Every so often, I turned around in the front seat and tried to give her a sip of water or juice or milk and every time, she batted it away, snarling and angry, like I was trying to kill her. Frequently, this sent liquids flying all over the car. Oftentimes, it caused David to yell at me to stop forcing drinks on her. Always, I yelled back at him that if the baby did not drink anything, she'd surely get dehydrated and then we'd be forced to bring her to the hospital. Which prompted me to investigate what medical facility we should bring her to in the DC/ Maryland area, should push come to shove.

I think that when you start lining up hospitals for possible dehydration, you can probably admit that you're not having a great vacation.

At about 9pm, we got to the hotel and there, David redeemed himself with a genius idea. He thought to offer the baby water from the sygrine we used to administer her Motrin. Shockingly, this worked and I was able to squirt a sufficient amount of ccs into her parched body.  She went to bed really late and the big kids didn't fall asleep until even later. David and I enjoyed our usual Bathroom Date Night -- we retired to the only room not filled with sleeping children, to stream Netflix on my iPhone. And about midnight, I decided to turn in. At that EXACT moment, the baby woke up. It couldn't have been my footsteps since a ninja could not have treaded more softly. It was just rotten luck.

She woke up and started crying and didn't stop for about three hours. There were lulls, to be sure -- periods of time where her crying subsided to a whine, and then even a soft sniffle, like it was near extinguishing, but then it would renew itself and grow in strength until it was a full-fledged sob.
It was not the most pleasant way to spend the hours between midnight and 3am. Esecialluy in a room was paying over a hundred bucks for the pleasure of "sleeping"in.

I turned on all the lights.

I turned them all off.

I played her Caillou and Clifford and Daniel Tiger.

I told her stories and sang songs and tried to pick her up and took her in bed with me and nothing worked at all.

Finally, I realized that she was bothered by the throat pain, sure, but she was also terrified. It occurred to me that she probably had no earthly idea what a "hotel" was or what we were doing in a totally unfamiliar space. She kept looking around with wide eyes and scurrying away from my arms, into the far corners of the room.  She was wildly disoriented. And the piercing throat pain didn't help, either.
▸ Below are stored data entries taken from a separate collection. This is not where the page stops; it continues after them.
#[derive(Debug, Clone, PartialEq, Serialize)]
pub struct ServiceStatus {
    pub service_available: bool,
    pub endpoint: String,
    pub last_check: Option<String>,
    pub mode: DeliveryMode,
    pub batch_enabled: bool,
    pub batch_buffer_size: usize,
    pub batch_flush_timeout_secs: u64,
    pub batch_chunk_size: usize,
    pub buffered: usize,
    pub cache_enabled: bool,
    pub cache_ttl_secs: u64,
    pub fallback: Option<FallbackStats>,
}

#[derive(Debug)]
pub struct LogHandler {
    sender: Arc<dyn LogSender>,
    formatter: Formatter,
    clock: Arc<dyn Clock>,
    mode: DeliveryMode,
    min_level: Level,
    batch: BatchConfig,
    buffer: Vec<BufferedEntry>,
    last_flush: Instant,
    status_cache: ServiceStatusCache,
    last_check: Option<DateTime<Utc>>,
    /// Wall time paired with the clock reading taken at construction.
    wall_anchor: (Instant, DateTime<Utc>),
    fallback: FallbackStore,
    fallback_enabled: bool,
}

impl LogHandler {
    /// Build a handler that delivers over HTTP.
    ///
    /// # Errors
    /// See [`build_sender`].
    pub fn from_config(config: &Config) -> Result<Self, ConfigError> {
        let sender = build_sender(config)?;
        Ok(Self::with_sender(config, sender, Arc::new(SystemClock)))
    }

    /// Build a handler around an existing sender and clock.
    pub fn with_sender(config: &Config, sender: Arc<dyn LogSender>, clock: Arc<dyn Clock>) -> Self {
        let status_cache = ServiceStatusCache::new(
            Arc::clone(&clock),
            config.status_cache.enabled,
            config.status_cache.ttl,
        );
        let now = clock.now();
        LogHandler {
            sender,
            formatter: Formatter::new(&config.format),
            last_flush: now,
            clock,
            mode: config.mode,
            min_level: config.min_level,
            batch: config.batch.clamped(),
            buffer: Vec::new(),
            status_cache,
            last_check: None,
            wall_anchor: (now, Utc::now()),
            fallback: FallbackStore::from_config(&config.fallback),
            fallback_enabled: config.fallback.enabled,
        }
    }

    /// Accept one record.
    ///
    /// Delivery failures are logged and, when the fallback store is active,
    /// persisted. They are never returned.
    pub async fn write(&mut self, record: LogRecord) {
        if record.level < self.min_level {
            return;
        }

        if !self.mode.is_batching() {
            let entry = self.formatter.format(&record);
            if let Err(e) = self.sender.send(&entry).await {
                error!("NOTIFYFREE | Failed to send log entry: {e}");
                self.persist_failed(vec![entry], &e).await;
            }
            return;
        }

        if self.is_stale() {
            debug!("NOTIFYFREE | Flush timeout elapsed, flushing before write");
            self.flush().await;
        }

        let entry = self.formatter.format(&record);
        self.buffer.push(BufferedEntry {
            entry,
            record,
            enqueued_at: self.clock.now(),
        });

        if self.buffer.len() >= self.batch.buffer_size {
            debug!(
                "NOTIFYFREE | Buffer reached {} entries, flushing",
                self.buffer.len()
            );
            self.flush().await;
        }
    }

    /// Deliver every buffered entry in concurrent chunks.
    ///
    /// The buffer is empty afterwards whatever the outcome.
    pub async fn flush(&mut self) -> FlushSummary {
        self.deliver_buffer(false).await
    }

    /// Flush only when entries are buffered and the flush timeout has elapsed
    /// since the last flush.
    pub async fn flush_if_stale(&mut self) -> Option<FlushSummary> {
        if self.is_stale() {
            Some(self.flush().await)
        } else {
            None
        }
    }

    /// Final strictly sequential flush. Errors are logged, never returned.
    pub async fn shutdown(mut self) -> FlushSummary {
        let summary = self.deliver_buffer(true).await;
        debug!(
            "NOTIFYFREE | Handler shut down after delivering {} of {} buffered entries",
            summary.entries - summary.failed_entries,
            summary.entries
        );
        summary
    }

    /// Discard buffered entries without sending. Returns how many were dropped.
    pub fn clear_buffer(&mut self) -> usize {
        let dropped = self.buffer.len();
        self.buffer.clear();
        dropped
    }

    pub fn buffer_len(&self) -> usize {
        self.buffer.len()
    }

    pub fn mode(&self) -> DeliveryMode {
        self.mode
    }

    pub fn batch_config(&self) -> &BatchConfig {
        &self.batch
    }

    /// Values below the floor are raised to it.
    pub fn set_buffer_size(&mut self, size: usize) {
        self.batch.buffer_size = clamp_buffer_size(size);
    }

    /// Values below the floor are raised to it.
    pub fn set_flush_timeout(&mut self, timeout: Duration) {
        self.batch.flush_timeout = clamp_flush_timeout(timeout);
    }

    /// Switch between batching and immediate delivery. Turning batching off
    /// flushes the buffer first.
    pub async fn set_batch_enabled(&mut self, enabled: bool) {
        if enabled {
            self.mode = DeliveryMode::Batching;
        } else if self.mode.is_batching() {
            self.flush().await;
            self.mode = DeliveryMode::Basic;
        }
    }

    pub fn set_cache_enabled(&mut self, enabled: bool) {
        self.status_cache.set_enabled(enabled);
    }

    pub fn invalidate_service_status_cache(&mut self) {
        self.status_cache.invalidate();
    }

    /// Probe the endpoint, reusing a cached result while it is fresh.
    pub async fn test_connection(&mut self) -> bool {
        if let Some(available) = self.status_cache.get() {
            return available;
        }
        let available = self.sender.test_connection().await;
        self.last_check = Some(self.wall_now());
        self.status_cache.store(available);
        available
    }

    pub async fn service_status(&mut self) -> ServiceStatus {
        let service_available = self.test_connection().await;
        let fallback = match self.fallback_store().map(FallbackStore::stats) {
            Some(Ok(stats)) => Some(stats),
            Some(Err(e)) => {
                warn!("NOTIFYFREE | Failed to read fallback store stats: {e}");
                None
            }
            None => None,
        };

        ServiceStatus {
            service_available,
            endpoint: self.sender.endpoint().to_string(),
            last_check: self
                .last_check
                .map(|t| t.to_rfc3339_opts(SecondsFormat::Secs, false)),
            mode: self.mode,
            batch_enabled: self.mode.is_batching(),
            batch_buffer_size: self.batch.buffer_size,
            batch_flush_timeout_secs: self.batch.flush_timeout.as_secs(),
            batch_chunk_size: self.batch.chunk_size,
            buffered: self.buffer.len(),
            cache_enabled: self.status_cache.is_enabled(),
            cache_ttl_secs: self.status_cache.ttl().as_secs(),
            fallback,
        }
    }

    pub async fn log_service_status(&mut self) {
        let status = self.service_status().await;
        if status.service_available {
            info!(
                "NOTIFYFREE | Service available at {} (mode: {}, buffered: {})",
                status.endpoint, status.mode, status.buffered
            );
        } else {
            warn!(
                "NOTIFYFREE | Service unavailable at {} (mode: {}, buffered: {})",
                status.endpoint, status.mode, status.buffered
            );
        }
    }

    /// Wrap the handler for use from several tasks.
    ///
    /// When background flushing is configured, a ticker is started that
    /// stops once `cancel` fires.
    pub fn into_shared(self, cancel: CancellationToken) -> (SharedHandler, Option<JoinHandle<()>>) {
        let background = self.batch.background_flush;
        let shared = Arc::new(Mutex::new(self));
        let ticker = background.then(|| spawn_flush_ticker(Arc::clone(&shared), cancel));
        (shared, ticker)
    }

    fn is_stale(&self) -> bool {
        !self.buffer.is_empty()
            && self.clock.now().saturating_duration_since(self.last_flush)
                >= self.batch.flush_timeout
    }

    fn fallback_store(&self) -> Option<&FallbackStore> {
        (self.fallback_enabled || self.mode.forces_fallback()).then_some(&self.fallback)
    }

    fn wall_now(&self) -> DateTime<Utc> {
        let (anchor, wall) = self.wall_anchor;
        let elapsed = self.clock.now().saturating_duration_since(anchor);
        TimeDelta::from_std(elapsed).map_or(wall, |delta| wall + delta)
    }

    /// Writes run on the blocking pool since the store lock may be contended.
    async fn persist_failed(&self, entries: Vec<FormattedEntry>, reason: &DeliveryError) -> usize {
        let Some(store) = self.fallback_store().cloned() else {
            return 0;
        };
        let reason = reason.to_string();
        let written = tokio::task::spawn_blocking(move || {
            entries
                .iter()
                .filter(|entry| match store.cache(entry, &reason) {
                    Ok(()) => true,
                    Err(e) => {
                        error!("NOTIFYFREE | Failed to write fallback store: {e}");
                        false
                    }
                })
                .count()
        })
        .await;
        written.unwrap_or_else(|e| {
            error!("NOTIFYFREE | Fallback write task failed: {e}");
            0
        })
    }

    async fn deliver_buffer(&mut self, sequential: bool) -> FlushSummary {
        if self.buffer.is_empty() {
            return FlushSummary::default();
        }

        let buffered = std::mem::take(&mut self.buffer);
        let oldest_wait = buffered
            .first()
            .map(|b| self.clock.now().saturating_duration_since(b.enqueued_at))
            .unwrap_or_default();
        let chunk_size = self.batch.chunk_size.max(1);
        let chunks: Vec<Vec<FormattedEntry>> = buffered
            .chunks(chunk_size)
            .map(|chunk| chunk.iter().map(|b| b.entry.clone()).collect())
            .collect();

        let mut summary = FlushSummary {
            chunks: chunks.len(),
            entries: buffered.len(),
            ..FlushSummary::default()
        };

        let outcomes = if sequential {
            let mut outcomes = Vec::with_capacity(chunks.len());
            for (index, chunk) in chunks.into_iter().enumerate() {
                outcomes.push(ChunkOutcome {
                    index,
                    size: chunk.len(),
                    result: self.sender.send_batch(&chunk).await,
                });
            }
            outcomes
        } else {
            dispatch_chunks(Arc::clone(&self.sender), chunks).await
        };

        let mut sample = Vec::new();
        for outcome in &outcomes {
            let Err(e) = &outcome.result else {
                continue;
            };
            let start = outcome.index * chunk_size;
            let failed = buffered.get(start..start + outcome.size).unwrap_or_default();

            summary.failed_chunks += 1;
            summary.failed_entries += failed.len();
            debug!(
                "NOTIFYFREE | Chunk {} of {} ({} entries) failed: {e}",
                outcome.index + 1,
                summary.chunks,
                outcome.size
            );

            let entries: Vec<FormattedEntry> = failed.iter().map(|b| b.entry.clone()).collect();
            summary.cached += self.persist_failed(entries, e).await;
            sample.extend(
                failed
                    .iter()
                    .take(FAILURE_SAMPLE_SIZE.saturating_sub(sample.len()))
                    .map(|b| b.record.message.clone()),
            );
        }

        if summary.failed_chunks > 0 {
            error!(
                "NOTIFYFREE | Failed to deliver {} of {} chunks ({} of {} entries, {} cached). First messages: {:?}",
                summary.failed_chunks,
                summary.chunks,
                summary.failed_entries,
                summary.entries,
                summary.cached,
                sample
            );
        } else {
            debug!(
                "NOTIFYFREE | Flushed {} entries in {} chunks, oldest waited {} ms",
                summary.entries,
                summary.chunks,
                oldest_wait.as_millis()
            );
        }

        self.last_flush = self.clock.now();
        summary
    }
}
So I tried my hand at toddler whispering and basically narrated what had happened that day in excruciating detail, like I was trying to convince her with a barrage of details that I was her real mother instead of some impostor. Then I described what was going to happen in the morning. She still wouldn't let me pick her up but at least her crying slowed to a soft moan. Then I lured her in with photos on my cell phone and eventually, she let me scoop her up and bring her into bed with me where we scrolled through pictures of things we'd done and places we'd been for another hour until finally she was quiet and I could drift off to sleep too . . . for about two hours, at which point she'd decided enough was enough and it was time for Round 2.

David and I had the foresight to bring an air mattress which we put in the "living room" where the kids were sleeping on a fold-out couch. Normally, I'd have fought David tooth and nail for that air mattress but seeing as he'd be driving us five to nine hours the next day, I figured he needed the sleep.
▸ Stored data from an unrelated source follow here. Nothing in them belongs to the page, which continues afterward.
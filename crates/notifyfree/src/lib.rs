// Copyright 2025-Present Datadog, Inc. https://www.datadoghq.com/
// SPDX-License-Identifier: Apache-2.0

//! # NotifyFree
//!
//! Batching delivery of application log records to a NotifyFree ingestion
//! endpoint.
//!
//! - [`record`]: the caller's log record and severity levels
//! - [`formatter`]: wire shape, truncation and redaction
//! - [`client`]: HTTP delivery with retry and concurrent chunk dispatch
//! - [`handler`]: buffering policy and flush state machine
//! - [`fallback`]: on-disk store for entries that failed delivery
//! - [`config`]: environment-driven configuration
//!
//! Delivery problems never surface to the code that writes a record. They are
//! reported through `tracing` and, when enabled, kept in the fallback store.

#![cfg_attr(not(test), deny(clippy::panic))]
#![cfg_attr(not(test), deny(clippy::unwrap_used))]
#![cfg_attr(not(test), deny(clippy::expect_used))]
#![cfg_attr(not(test), deny(clippy::todo))]
#![cfg_attr(not(test), deny(clippy::unimplemented))]

pub mod client;
pub mod clock;
pub mod config;
pub mod error;
pub mod fallback;
pub mod formatter;
pub mod handler;
pub mod http;
pub mod logger;
pub mod record;
pub mod status;

/// Channel name given to records built without one.
pub const DEFAULT_CHANNEL: &str = "notifyfree";

pub use client::{build_sender, Client, InertSender, LogSender};
pub use config::{Config, DeliveryMode, MissingConfigPolicy};
pub use error::{ConfigError, DeliveryError, FallbackError};
pub use fallback::{FallbackStats, FallbackStore};
pub use formatter::{FormattedEntry, Formatter};
pub use handler::{spawn_flush_ticker, FlushSummary, LogHandler, ServiceStatus, SharedHandler};
pub use record::{Level, LogRecord};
In other words, I was a Christian martyr. It was not fun. I do not recommend it.

Eventually, we arrived at our destination and eventually, the baby cheered up and we all had a pretty wonderful time near the stunning Atlantic ocean.  We were glad we'd powerhouses through.

But next year, come vacation time, I'm putting everyone in surgical masks and gloves. We're battening down the germ hatches. One Coxsackie Family Vacation makes for a diverting story band blog post, Two? That's just wrong.